Across the country, Americans are heading to the polls to determine their leaders in the Senate and the House. It’s easy to feel that national elections are disconnected to the work we do each day as educators. But, in reality, these elections will impact our classrooms from coast to coast.
Education policy influences everything from funding, college access, and curriculum to testing, accountability, teacher preparation, testing and assessment. So what happens when elected leaders do not understand or do not know what is best for students? At this year’s AERA Annual Brown Lecture, the specter of voter disenfranchisement was raised: if students, parents, and grandparents are denied the right to vote, then their lack of a voice impacts classrooms from pre-K through graduate school.
Professor James D. Anderson delivered a riveting, yet sad, history of how the education of African Americans was tied to their ability to vote or, unfortunately, their disenfranchisement. According to his explanation: During the Reconstruction era after the Civil War, African Americans, due to their majority or near-majority status and political clout in southern states, enjoyed educational equality with white children. “As long as African Americans participated as voters and office holders in southern state and local governments, their social and educational interests could not be easily ignored.”

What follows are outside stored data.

//! # sucupira-crew
//!
//! Sequential task orchestration in the style of a "crew": [`Agent`]s with
//! roles and tools, [`Task`]s bound to agents, and a [`Crew`] that runs the
//! tasks in order, feeding each task the outputs of its prerequisites.
//!
//! ## Quick Start
//!
//! ```rust,ignore
//! use std::sync::Arc;
//! use sucupira_crew::{Agent, Crew, Inputs, Task};
//!
//! let researcher = Arc::new(
//!     Agent::builder("Journal Researcher").llm(model.clone()).tool(search_tool).build()?,
//! );
//! let find = Task::builder("find")
//!     .description("Find journals about {topic}")
//!     .expected_output("Titles with ISSN and Qualis stratum")
//!     .agent(researcher.clone())
//!     .build()?;
//! let summarize = Task::builder("summarize")
//!     .description("Summarize the best venues for {topic}")
//!     .agent(researcher)
//!     .context(["find"])
//!     .build()?;
//!
//! let crew = Crew::builder().task(find).task(summarize).build()?;
//! let output = crew.kickoff(&Inputs::from([("topic".into(), "medicina".into())])).await?;
//! println!("{}", output.raw);
//! ```
//!
//! A failed run returns [`CrewError::TaskFailure`] carrying the
//! [`RunReport`]; [`Crew::resume`] continues from the failed task.

pub mod agent;
pub mod crew;
pub mod error;
pub mod report;
pub mod task;
pub mod template;

pub use agent::{Agent, AgentBuilder};
pub use crew::{CONTEXT_SEPARATOR, Crew, CrewBuilder, CrewOutput, TaskOutput};
pub use error::{CrewError, Result};
pub use report::{RunReport, RunStatus, TaskRecord, TaskState};
pub use task::{Task, TaskBuilder};
pub use template::{Inputs, Template};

However, at the turn of the century, southern legislators began to chip away at African Americans’ rights to vote. Citing Louis Harlan’s 1958 Separate and Unequal, Anderson said that “as Whites regained control of southern state and local governments in the late nineteenth century they halted the spread of public schools among Black children. Indeed, the post-emancipation educational reform movement, extending from 1863 to 1890, bred a counter reform movement that produced the greatest racial inequalities in education in southern history. During the first half of the twentieth century the dominant White South used state power to repress the development of Black public education, a process of repression so severe that it continued to affect the shape and character of educational opportunities for African American students throughout the twentieth century .”
Lecture attendee Donald Earl Collins wrote in his Notes from a Boy @ The Window blog, “Anderson wondered aloud that with the recent efforts to restrict voting and with the Supreme striking down Section 4(b) (and essentially Section 5) of the Voting Rights Act of 1965 if this meant a return of gross educational inequality on the basis of race and class in 2014.”
The months ahead will show whether history repeats itself or whether we have learned our lesson.